Regarding that, if you dig into the Jaguar.cpp class, the SetSpeed method (I believe) has an exponential curve implemented by default. It shouldn't be too hard to modify this to have a variable curve.
Specifically:
The Atack3 joystick has a "throttle" knob below the joystick. In the default code, this switches between Arcade and Tank, but I'm pretty sure custom code won't do this (haven't actually checked though). If that's the case, it should be simple to have the knob set a curve power that you pass into the SetSpeed method.

That may be a little unclear, so just to explain - the SetSpeed method essentially performs this function on the passed speed:
f(x) = x^p,
where x is the (passed) speed and p is the passed power, f(x) is the speed going to the motor.
By default, p=2. The knob could set this to be anywhere from 1 to say 5. The slope of this curve will be increasing for p>1. As p increases, the slope increases faster; that is to say, the second derivative of f(x) is more positive.

If I understand the formula correctly, though, you'll need to add a coefficient for each p that fits the curve to the 0-255 range that the jaguars can accept. However, the SetSpeed method is called for both autonomous drive and teleop (which raises the question of why there isn't the coefficient...). So, given that the joystick ranges from 0-100 on a given axis, you'll have to adjust the passed speed in the Drive method. I haven't quite worked this out, but I think the basic concept is sound.

Theoretically, the benefits to this approach are (a) a simple-to-understand and code change that can (b) produce a much more fine-tuned traction control system that doesn't involve complicated sensors.
Also, this would be simple enough to code for turning, too.

2) Our team considered having the wheels mounted on two axles that pivoted opposite of each other (ex. front turns clockwise while the back turns counterclockwise to turn the robot right), but after calculating the turn radius (especially with the trailer), it wasn't deemed worth it. Has anyone actually built something like this?
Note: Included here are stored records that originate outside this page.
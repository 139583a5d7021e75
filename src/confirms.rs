use crate::errors::*;
use std::collections::BTreeSet;
use std::sync::{Condvar, Mutex};

/// Publisher-confirm bookkeeping for one channel.
///
/// Once confirms are enabled, every publish claims the next sequence number
/// and parks it in the unconfirmed set *before* the frames reach the wire, so
/// an ack racing in from the server can never refer to a sequence number the
/// tracker has not seen. Acks and nacks drain the set; `wait_for_confirms`
/// blocks until it is empty.
pub(crate) struct ConfirmTracker {
    state: Mutex<State>,
    cond: Condvar,
}

struct State {
    // 0 until confirm.select; first publish after that is sequence number 1
    next_publish_seq_no: u64,
    unconfirmed: BTreeSet<u64>,
    // latched by any nack, cleared on each wait_for_confirms return
    nacked: bool,
    // terminal failure; every current and future waiter observes it
    failure: Option<Error>,
}

impl ConfirmTracker {
    pub(crate) fn new() -> ConfirmTracker {
        ConfirmTracker {
            state: Mutex::new(State {
                next_publish_seq_no: 0,
                unconfirmed: BTreeSet::new(),
                nacked: false,
                failure: None,
            }),
            cond: Condvar::new(),
        }
    }

    /// Put the tracker in confirm mode. Idempotent; only the first call
    /// initializes the sequence counter.
    pub(crate) fn enable(&self) {
        let mut state = self.state.lock().unwrap();
        if state.next_publish_seq_no == 0 {
            state.next_publish_seq_no = 1;
            state.unconfirmed.clear();
        }
    }

    pub(crate) fn is_enabled(&self) -> bool {
        self.state.lock().unwrap().next_publish_seq_no > 0
    }

    pub(crate) fn next_publish_seq_no(&self) -> u64 {
        self.state.lock().unwrap().next_publish_seq_no
    }

    /// Claim the sequence number for a publish that is about to be written.
    /// Returns `None` when confirms are not enabled.
    pub(crate) fn register_publish(&self) -> Option<u64> {
        let mut state = self.state.lock().unwrap();
        if state.next_publish_seq_no == 0 {
            return None;
        }
        let seq_no = state.next_publish_seq_no;
        state.next_publish_seq_no += 1;
        state.unconfirmed.insert(seq_no);
        Some(seq_no)
    }

    /// Apply a `basic.ack` or `basic.nack` from the server.
    pub(crate) fn handle_ack_or_nack(&self, delivery_tag: u64, multiple: bool, is_nack: bool) {
        let mut state = self.state.lock().unwrap();
        if multiple {
            // everything at or below the tag is covered
            let keep = state.unconfirmed.split_off(&(delivery_tag + 1));
            state.unconfirmed = keep;
        } else {
            state.unconfirmed.remove(&delivery_tag);
        }
        if is_nack {
            state.nacked = true;
        }
        if state.unconfirmed.is_empty() {
            self.cond.notify_all();
        }
    }

    /// Block until every outstanding publish is confirmed. Returns false if
    /// any nack was observed since the previous call; the nack latch resets on
    /// each return.
    pub(crate) fn wait_for_confirms(&self) -> Result<bool> {
        let mut state = self.state.lock().unwrap();
        loop {
            if let Some(failure) = &state.failure {
                return Err(failure.fanout());
            }
            if state.unconfirmed.is_empty() {
                let all_acked = !state.nacked;
                state.nacked = false;
                return Ok(all_acked);
            }
            state = self.cond.wait(state).unwrap();
        }
    }

    pub(crate) fn unconfirmed_count(&self) -> usize {
        self.state.lock().unwrap().unconfirmed.len()
    }

    /// Fail every current and future waiter.
    pub(crate) fn abort(&self, err: &Error) {
        let mut state = self.state.lock().unwrap();
        state.failure = Some(err.fanout());
        self.cond.notify_all();
    }

    /// Reset after a successful connection recovery. Publishes that were in
    /// flight when the transport died are in doubt; they are dropped from the
    /// set and reported through the nack latch. Sequence numbering restarts
    /// the way the new transport's broker sees it.
    pub(crate) fn reset_for_recovery(&self) {
        let mut state = self.state.lock().unwrap();
        if state.next_publish_seq_no == 0 {
            return;
        }
        if !state.unconfirmed.is_empty() {
            state.unconfirmed.clear();
            state.nacked = true;
        }
        state.next_publish_seq_no = 1;
        state.failure = None;
        self.cond.notify_all();
    }
}
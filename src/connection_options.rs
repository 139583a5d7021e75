use crate::errors::*;
use crate::Sasl;
use amq_protocol::protocol::connection::{Open, Start, StartOk, Tune, TuneOk};
use amq_protocol::protocol::constants::FRAME_MIN_SIZE;
use amq_protocol::types::{AMQPValue, FieldTable};
use std::time::Duration;

/// Requested heartbeat behavior.
///
/// Heartbeats are negotiated with the server during handshake; see
/// [`ConnectionOptions::heartbeat`] for the resolution rules.
#[derive(Debug, Clone, Copy, PartialEq)]
pub enum Heartbeat {
    /// Accept whatever interval the server suggests.
    Server,

    /// Request an explicit interval in seconds; 0 disables heartbeats.
    Seconds(u16),
}

/// Options that control the overall AMQP connection.
///
/// `ConnectionOptions` uses the builder pattern. The default settings are
/// equivalent to
///
/// ```rust
/// use burrow::{Auth, ConnectionOptions, Heartbeat};
///
/// # fn default_connection_options() -> ConnectionOptions<Auth> {
/// ConnectionOptions::default()
///     .auth(Auth::default())
///     .virtual_host("/")
///     .locale("en_US")
///     .channel_max(0)
///     .frame_max(0)
///     .heartbeat(Heartbeat::Server)
///     .connection_timeout(None)
///     .information(None)
/// # }
/// ```
#[derive(Clone, Debug, PartialEq)]
pub struct ConnectionOptions<Auth: Sasl> {
    pub(crate) auth: Auth,
    pub(crate) virtual_host: String,
    pub(crate) locale: String,
    pub(crate) channel_max: u16,
    pub(crate) frame_max: u32,
    pub(crate) heartbeat: Heartbeat,
    pub(crate) connection_timeout: Option<Duration>,
    information: Option<String>,
}

impl<Auth: Sasl> Default for ConnectionOptions<Auth> {
    // NOTE: If we change this, make sure to change the doc comment above.
    fn default() -> Self {
        ConnectionOptions {
            auth: Auth::default(),
            virtual_host: "/".to_string(),
            locale: "en_US".to_string(),
            channel_max: 0,
            frame_max: 0,
            heartbeat: Heartbeat::Server,
            connection_timeout: None,
            information: None,
        }
    }
}

impl<Auth: Sasl> ConnectionOptions<Auth> {
    /// Sets the SASL authentication method.
    pub fn auth(self, auth: Auth) -> Self {
        ConnectionOptions { auth, ..self }
    }

    /// Sets the AMQP virtual host.
    pub fn virtual_host<T: Into<String>>(self, virtual_host: T) -> Self {
        ConnectionOptions {
            virtual_host: virtual_host.into(),
            ..self
        }
    }

    /// Sets the locale. AMQP requires servers support the `en_US` locale
    /// (which is also the default locale for `ConnectionOptions`).
    pub fn locale<T: Into<String>>(self, locale: T) -> Self {
        ConnectionOptions {
            locale: locale.into(),
            ..self
        }
    }

    /// Sets the maximum number of channels that can be opened simultaneously
    /// on this connection. 0 means to let the server choose; otherwise the
    /// lower of the client and server values wins.
    pub fn channel_max(self, channel_max: u16) -> Self {
        ConnectionOptions {
            channel_max,
            ..self
        }
    }

    /// Sets the maximum size in bytes of frames used for this connection.
    /// 0 means to let the server choose; otherwise the lower of the client
    /// and server values wins.
    ///
    /// The frame max says nothing about the maximum size of messages;
    /// messages larger than `frame_max` are broken up into multiple frames.
    ///
    /// Note that AMQP specifies a minimum frame_max of 4096; negotiating a
    /// lower value is an error when opening the connection.
    pub fn frame_max(self, frame_max: u32) -> Self {
        ConnectionOptions { frame_max, ..self }
    }

    /// Sets the heartbeat interval. [`Heartbeat::Server`] defers to whatever
    /// the server asks for; an explicit [`Heartbeat::Seconds`] of 0 disables
    /// heartbeats; any other explicit value resolves to the lower of the
    /// client and server values, except a server value of 0 yields the
    /// client's.
    pub fn heartbeat(self, heartbeat: Heartbeat) -> Self {
        ConnectionOptions { heartbeat, ..self }
    }

    /// Sets the timeout for the initial TCP connection. If None (the
    /// default), there is no timeout.
    pub fn connection_timeout(self, connection_timeout: Option<Duration>) -> Self {
        ConnectionOptions {
            connection_timeout,
            ..self
        }
    }

    /// Sets the "information" string reported to the server during
    /// handshaking. It shows up under "Client properties" of a connection in
    /// the RabbitMQ management interface.
    pub fn information(self, information: Option<String>) -> Self {
        ConnectionOptions {
            information,
            ..self
        }
    }

    pub(crate) fn make_start_ok(&self, start: Start) -> Result<(StartOk, FieldTable)> {
        // helper to search space-separated strings (mechanisms and locales)
        fn server_supports(server: &str, client: &str) -> bool {
            server.split(' ').any(|s| s == client)
        }

        // ensure our requested auth mechanism and locale are available
        let mechanism = self.auth.mechanism();
        if !server_supports(&start.mechanisms, &mechanism) {
            return UnsupportedAuthMechanismSnafu {
                available: start.mechanisms.clone(),
                requested: mechanism,
            }
            .fail();
        }
        if !server_supports(&start.locales, &self.locale) {
            return UnsupportedLocaleSnafu {
                available: start.locales.clone(),
                requested: self.locale.clone(),
            }
            .fail();
        }

        // bundle up info about this crate as client properties
        let mut client_properties = FieldTable::new();
        let mut set_prop = |k: &str, v: String| {
            client_properties.insert(k.to_string(), AMQPValue::LongString(v));
        };
        set_prop("product", env!("CARGO_PKG_NAME").to_string());
        set_prop("version", env!("CARGO_PKG_VERSION").to_string());
        set_prop("platform", "Rust".to_string());
        if let Some(information) = &self.information {
            set_prop("information", information.to_string());
        }
        let mut capabilities = FieldTable::new();
        let mut set_cap = |k: &str| {
            capabilities.insert(k.to_string(), AMQPValue::Boolean(true));
        };
        set_cap("consumer_cancel_notify");
        set_cap("connection.blocked");
        set_cap("publisher_confirms");
        set_cap("authentication_failure_close");
        client_properties.insert(
            "capabilities".to_string(),
            AMQPValue::FieldTable(capabilities),
        );

        Ok((
            StartOk {
                client_properties,
                mechanism,
                response: self.auth.response(),
                locale: self.locale.clone(),
            },
            start.server_properties,
        ))
    }

    pub(crate) fn make_tune_ok(&self, tune: Tune) -> Result<TuneOk> {
        fn promote_0_u16(mut val: u16) -> u16 {
            if val == 0 {
                val = u16::max_value();
            }
            val
        }
        fn promote_0_u32(mut val: u32) -> u32 {
            if val == 0 {
                val = u32::max_value();
            }
            val
        }

        let channel_max = u16::min(
            promote_0_u16(tune.channel_max),
            promote_0_u16(self.channel_max),
        );
        let frame_max = u32::min(
            promote_0_u32(tune.frame_max),
            promote_0_u32(self.frame_max),
        );

        let heartbeat = match self.heartbeat {
            Heartbeat::Server => tune.heartbeat,
            Heartbeat::Seconds(0) => 0,
            Heartbeat::Seconds(client) if tune.heartbeat == 0 => client,
            Heartbeat::Seconds(client) => u16::min(client, tune.heartbeat),
        };

        if frame_max < u32::from(FRAME_MIN_SIZE) {
            return FrameMaxTooSmallSnafu {
                min: u32::from(FRAME_MIN_SIZE),
                requested: frame_max,
            }
            .fail();
        }

        Ok(TuneOk {
            channel_max,
            frame_max,
            heartbeat,
        })
    }

    pub(crate) fn make_open(&self) -> Open {
        Open {
            virtual_host: self.virtual_host.clone(),
            capabilities: "".to_string(), // reserved
            insist: false,                // reserved
        }
    }
}

#[cfg(test)]
mod tests {
    use super::*;
    use crate::auth::Auth;

    fn tune(channel_max: u16, frame_max: u32, heartbeat: u16) -> Tune {
        Tune {
            channel_max,
            frame_max,
            heartbeat,
        }
    }

    #[test]
    fn channel_max_negotiation() {
        let cases: &[(u16, u16, u16)] = &[
            // (client, server, expected)
            (0, 0, 65535),
            (10, 0, 10),
            (0, 10, 10),
            (20, 10, 10),
            (10, 20, 10),
        ];
        for &(client, server, expected) in cases {
            let options = ConnectionOptions::<Auth>::default().channel_max(client);
            let tune_ok = options.make_tune_ok(tune(server, 1 << 17, 60)).unwrap();
            assert_eq!(tune_ok.channel_max, expected);
        }
    }

    #[test]
    fn frame_max_negotiation() {
        let cases: &[(u32, u32, u32)] = &[
            (0, 0, u32::max_value()),
            (0, 1 << 17, 1 << 17),
            (1 << 20, 1 << 17, 1 << 17),
            (8192, 1 << 17, 8192),
        ];
        for &(client, server, expected) in cases {
            let options = ConnectionOptions::<Auth>::default().frame_max(client);
            let tune_ok = options.make_tune_ok(tune(0, server, 60)).unwrap();
            assert_eq!(tune_ok.frame_max, expected);
        }
    }

    #[test]
    fn heartbeat_negotiation() {
        let cases: &[(Heartbeat, u16, u16)] = &[
            (Heartbeat::Server, 60, 60),
            (Heartbeat::Server, 0, 0),
            (Heartbeat::Seconds(0), 60, 0),
            (Heartbeat::Seconds(30), 0, 30),
            (Heartbeat::Seconds(30), 60, 30),
            (Heartbeat::Seconds(90), 60, 60),
        ];
        for &(client, server, expected) in cases {
            let options = ConnectionOptions::<Auth>::default().heartbeat(client);
            let tune_ok = options.make_tune_ok(tune(0, 1 << 17, server)).unwrap();
            assert_eq!(tune_ok.heartbeat, expected, "client {:?}", client);
        }
    }

    #[test]
    fn unsupported_auth_mechanism() {
        let options = ConnectionOptions::<Auth>::default();

        let start = Start {
            version_major: 0,
            version_minor: 9,
            server_properties: FieldTable::new(),
            mechanisms: "NOTPLAIN SOMETHINGELSE".to_string(),
            locales: options.locale.clone(),
        };

        let res = options.make_start_ok(start);
        match res.unwrap_err() {
            Error::UnsupportedAuthMechanism { .. } => (),
            err => panic!("unexpected error {}", err),
        }
    }

    #[test]
    fn unsupported_locale() {
        let options = ConnectionOptions::<Auth>::default().locale("nonexistent");

        let start = Start {
            version_major: 0,
            version_minor: 9,
            server_properties: FieldTable::new(),
            mechanisms: options.auth.mechanism(),
            locales: "en_US es_ES".to_string(),
        };

        let res = options.make_start_ok(start);
        match res.unwrap_err() {
            Error::UnsupportedLocale { .. } => (),
            err => panic!("unexpected error {}", err),
        }
    }

    #[test]
    fn frame_max_too_small() {
        let frame_max = u32::from(FRAME_MIN_SIZE) - 1;
        let options = ConnectionOptions::<Auth>::default().frame_max(frame_max);

        let res = options.make_tune_ok(tune(u16::max_value(), 1 << 17, 60));
        match res.unwrap_err() {
            Error::FrameMaxTooSmall { .. } => (),
            err => panic!("unexpected error {}", err),
        }
    }
}
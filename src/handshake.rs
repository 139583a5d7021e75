use crate::connection_options::ConnectionOptions;
use crate::errors::*;
use crate::frames::OutputBuffer;
use crate::transport::{FrameReader, Transport};
use crate::Sasl;
use amq_protocol::frame::AMQPFrame;
use amq_protocol::protocol::connection::AMQPMethod as AmqpConnection;
use amq_protocol::protocol::connection::{Close, CloseOk, TuneOk};
use amq_protocol::protocol::AMQPClass;
use amq_protocol::types::FieldTable;
use log::debug;

#[derive(Debug)]
pub(crate) struct HandshakeOutcome {
    pub(crate) server_properties: FieldTable,
    pub(crate) tune: TuneOk,
}

/// Drive the connection handshake to completion on the calling thread.
///
/// The reader thread does not exist yet; frames are read inline. Because a
/// server rejecting credentials may either send `connection.close` or simply
/// drop the socket, a socket close before `tune` is reported as a *possible*
/// authentication failure, while an explicit close in that window is a
/// definitive one.
pub(crate) fn run<Auth: Sasl>(
    transport: &Transport,
    reader: &mut FrameReader,
    options: &ConnectionOptions<Auth>,
) -> Result<HandshakeOutcome> {
    transport.write(&OutputBuffer::with_protocol_header())?;

    let start = match next_method(reader).map_err(mask_socket_close)? {
        AMQPClass::Connection(AmqpConnection::Start(start)) => start,
        AMQPClass::Connection(AmqpConnection::Close(close)) => {
            return authentication_failure(transport, close);
        }
        _ => return FrameUnexpectedSnafu.fail(),
    };
    debug!("received handshake {:?}", start);

    let (start_ok, server_properties) = options.make_start_ok(start)?;
    debug!("sending handshake {:?}", start_ok);
    let mut buf = OutputBuffer::empty();
    buf.push_method(0, AmqpConnection::StartOk(start_ok))?;
    transport.write(&buf)?;

    let tune = match next_method(reader).map_err(mask_socket_close)? {
        AMQPClass::Connection(AmqpConnection::Tune(tune)) => tune,
        // We only support PLAIN and EXTERNAL, neither of which uses
        // secure/secure-ok challenges.
        AMQPClass::Connection(AmqpConnection::Secure(_)) => {
            return SaslSecureNotSupportedSnafu.fail();
        }
        AMQPClass::Connection(AmqpConnection::Close(close)) => {
            return authentication_failure(transport, close);
        }
        _ => return FrameUnexpectedSnafu.fail(),
    };
    debug!("received handshake {:?}", tune);

    let tune_ok = options.make_tune_ok(tune)?;
    reader.set_frame_max(tune_ok.frame_max);
    debug!("sending handshake {:?}", tune_ok);
    let mut buf = OutputBuffer::empty();
    buf.push_method(0, AmqpConnection::TuneOk(tune_ok.clone()))?;
    buf.push_method(0, AmqpConnection::Open(options.make_open()))?;
    transport.write(&buf)?;

    // Past tune-ok a close is no longer an authentication problem; it is the
    // server rejecting our tune values or the virtual host.
    match next_method(reader)? {
        AMQPClass::Connection(AmqpConnection::OpenOk(open_ok)) => {
            debug!("received handshake {:?}", open_ok);
        }
        AMQPClass::Connection(AmqpConnection::Close(close)) => {
            send_close_ok(transport);
            return ServerClosedConnectionSnafu {
                code: close.reply_code,
                message: close.reply_text,
            }
            .fail();
        }
        _ => return FrameUnexpectedSnafu.fail(),
    }

    Ok(HandshakeOutcome {
        server_properties,
        tune: tune_ok,
    })
}

fn next_method(reader: &mut FrameReader) -> Result<AMQPClass> {
    loop {
        match reader.read_frame()? {
            // unlikely but not impossible to receive a heartbeat mid-handshake
            AMQPFrame::Heartbeat(0) => continue,
            AMQPFrame::Method(0, class) => return Ok(class),
            _ => return FrameUnexpectedSnafu.fail(),
        }
    }
}

fn mask_socket_close(err: Error) -> Error {
    match err {
        Error::UnexpectedSocketClose => Error::PossibleAuthenticationFailure,
        other => other,
    }
}

fn authentication_failure(transport: &Transport, close: Close) -> Result<HandshakeOutcome> {
    send_close_ok(transport);
    AuthenticationFailureSnafu {
        code: close.reply_code,
        message: close.reply_text,
    }
    .fail()
}

fn send_close_ok(transport: &Transport) {
    let mut buf = OutputBuffer::empty();
    if buf.push_method(0, AmqpConnection::CloseOk(CloseOk {})).is_ok() {
        let _ = transport.write(&buf);
    }
}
3) Just to clear up some confusion regarding the "minor" gains from traction control: Other people have pointed out that just looking at the difference in dynamic and static friction is oversimplistic, but that's not even the main reason to use traction control. Wheels deliver negligible power when they're slipping, so the main goal of a traction control system is to limit slippage. This has the benefit of improving handling.

4) If the accelerometers are noisy, wouldn't differentiating their output to get jerk result in even more noisy data? Also, question for those who don't have a problem with noisy accelerometers - do you buy custom ones?

5) Would calibrating the motors result in increased performance? How would one go about that?